Let’s be clear about what was happening here. The Department of War, under Pete Hegseth and with Trump’s backing, tried to designate Anthropic as a prohibited source under the Federal Acquisition Regulation. That would have effectively locked them out of any government contracts and flagged them to every federal agency as untrustworthy. The justification was national security risk. But when the judge asked for evidence of an urgent threat, the Department came up empty.

Lin pointed out that officials seemingly had no authority to take such extreme actions without considering less restrictive alternatives or offering any evidence that Anthropic posed an urgent risk to national security. Instead, the only documented rationale was that Anthropic had been difficult in media interactions. This is the kind of behavior that makes people cynical about government power. You don’t like what a company says in the press? Slap a supply chain risk label on them and watch their business dry up.

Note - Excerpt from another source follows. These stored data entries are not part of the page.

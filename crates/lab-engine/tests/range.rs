//! Tests for reference-range selection.

use lab_engine::normalization::to_days;
use lab_engine::range::{apply_range, resolve_band};
use lab_model::{EngineOptions, Gender, NormalValueBand, ParameterDefinition, ResolvedParameter};

fn labelled(label: &str) -> NormalValueBand {
    NormalValueBand::text(label)
}

fn pick<'a>(bands: &'a [NormalValueBand], days: i64, gender: Gender) -> Option<&'a str> {
    resolve_band(bands, days, gender, &EngineOptions::default())
        .and_then(|band| band.text_value.as_deref())
}

#[test]
fn test_two_year_old_skips_neonatal_band() {
    let bands = vec![
        labelled("X").with_ages(Some(0.0), Some(10.0), "Days"),
        labelled("Y").with_ages(Some(0.0), Some(18.0), "Years"),
    ];
    assert_eq!(pick(&bands, 730, Gender::Male), Some("Y"));
    assert_eq!(pick(&bands, 5, Gender::Male), Some("X"));
}

#[test]
fn test_exact_gender_wins_between_equal_bands() {
    let bands = vec![
        labelled("any").with_ages(Some(18.0), Some(60.0), "Years"),
        labelled("male")
            .with_ages(Some(18.0), Some(60.0), "Years")
            .with_gender(Gender::Male),
    ];
    assert_eq!(pick(&bands, to_days(35.0, "Years"), Gender::Male), Some("male"));
    assert_eq!(pick(&bands, to_days(35.0, "Years"), Gender::Female), Some("any"));
}

#[test]
fn test_narrower_band_before_wider() {
    let bands = vec![
        labelled("lifetime").with_ages(Some(0.0), Some(100.0), "Years"),
        labelled("adult").with_ages(Some(18.0), Some(60.0), "Years"),
    ];
    assert_eq!(pick(&bands, to_days(35.0, "Years"), Gender::Any), Some("adult"));
}

#[test]
fn test_finite_band_before_open_band() {
    let bands = vec![
        labelled("open").with_ages(Some(18.0), None, "Years"),
        labelled("bounded").with_ages(Some(0.0), Some(100.0), "Years"),
    ];
    assert_eq!(pick(&bands, to_days(35.0, "Years"), Gender::Any), Some("bounded"));
}

#[test]
fn test_higher_min_breaks_width_tie() {
    let bands = vec![
        labelled("10-20").with_ages(Some(10.0), Some(20.0), "Years"),
        labelled("15-25").with_ages(Some(15.0), Some(25.0), "Years"),
    ];
    assert_eq!(pick(&bands, to_days(17.0, "Years"), Gender::Any), Some("15-25"));
}

#[test]
fn test_matching_band_beats_gender_preference() {
    let bands = vec![
        labelled("female child")
            .with_ages(Some(0.0), Some(12.0), "Years")
            .with_gender(Gender::Female),
        labelled("male adult")
            .with_ages(Some(18.0), Some(60.0), "Years")
            .with_gender(Gender::Male),
    ];
    assert_eq!(
        pick(&bands, to_days(30.0, "Years"), Gender::Female),
        Some("male adult")
    );
}

#[test]
fn test_fallback_prefers_widest_band_of_patient_gender() {
    let bands = vec![
        labelled("male child")
            .with_ages(Some(0.0), Some(18.0), "Years")
            .with_gender(Gender::Male),
        labelled("male adult")
            .with_ages(Some(18.0), Some(60.0), "Years")
            .with_gender(Gender::Male),
        labelled("any").with_ages(Some(0.0), Some(99.0), "Years"),
    ];
    assert_eq!(
        pick(&bands, to_days(100.0, "Years"), Gender::Male),
        Some("male adult")
    );
    assert_eq!(pick(&bands, to_days(100.0, "Years"), Gender::Female), Some("any"));
}

#[test]
fn test_fallback_tie_prefers_higher_max() {
    let bands = vec![
        labelled("young").with_ages(Some(0.0), Some(10.0), "Years"),
        labelled("older").with_ages(Some(20.0), Some(30.0), "Years"),
    ];
    assert_eq!(pick(&bands, to_days(15.0, "Years"), Gender::Any), Some("older"));
}

#[test]
fn test_packed_and_free_text_bounds() {
    let bands = vec![
        labelled("neonate").with_age_text("1-10 Days", None),
        labelled("infant").with_age_text("11 Days", Some("3 M")),
    ];
    assert_eq!(pick(&bands, 7, Gender::Any), Some("neonate"));
    assert_eq!(pick(&bands, 60, Gender::Any), Some("infant"));
}

#[test]
fn test_baby_threshold_is_configurable() {
    let bands = vec![labelled("a").with_ages(Some(0.0), Some(90.0), "Days")];
    let options = EngineOptions::default().with_baby_band_max_days(30);
    let picked = resolve_band(&bands, 45, Gender::Any, &options);
    assert_eq!(picked.and_then(|band| band.text_value.as_deref()), Some("a"));
}

#[test]
fn test_apply_range_sets_display_fields() {
    let mut hidden = NormalValueBand::numeric(0.0, 40.0).with_upper_only();
    hidden.display_in_report = false;
    hidden.remark = Some("Fasting sample".to_string());
    let definition = ParameterDefinition::new("SGPT", 1.0).with_band(hidden);
    let mut row = ResolvedParameter::from_definition(&definition, "");

    apply_range(&mut row, 1000, Gender::Male, &EngineOptions::default());
    assert_eq!(row.normal_range, "<40");
    assert!(!row.show_range);
    assert_eq!(row.remark.as_deref(), Some("Fasting sample"));

    row.normal_values.clear();
    apply_range(&mut row, 1000, Gender::Male, &EngineOptions::default());
    assert_eq!(row.normal_range, "");
    assert!(row.show_range);
    assert_eq!(row.range_kind, None);
}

The timing is interesting. Anthropic has been increasingly vocal about AI safety regulation, and they’ve taken positions that don’t always align with the current administration’s hands-off approach to AI development. Coincidence? Judge Lin didn’t think so.

This isn’t the first time we’ve seen the government try to use procurement power as a cudgel against companies that displease them politically. But it’s rare to see a judge call it out so directly and shut it down before it could do real damage. The preliminary injunction means Anthropic can continue operating normally while the case proceeds.

What’s particularly galling is the lack of evidence. If there were actual security concerns—if Anthropic had been caught exporting models to sanctioned countries or had vulnerabilities that could be exploited—that would be one thing. But punishing a company for being difficult in press interactions? That’s not how a constitutional republic is supposed to work.

The case will now move forward, but the injunction sends a clear signal: the courts are watching, and they’re not going to let executive overreach slide under the guise of national security. For Anthropic, this is a win, but it’s also a reminder that the government’s procurement powers can be weaponized against anyone who steps out of line. For the rest of us, it’s a reminder that the First Amendment still matters, even when the Department of War doesn’t like what you have to say.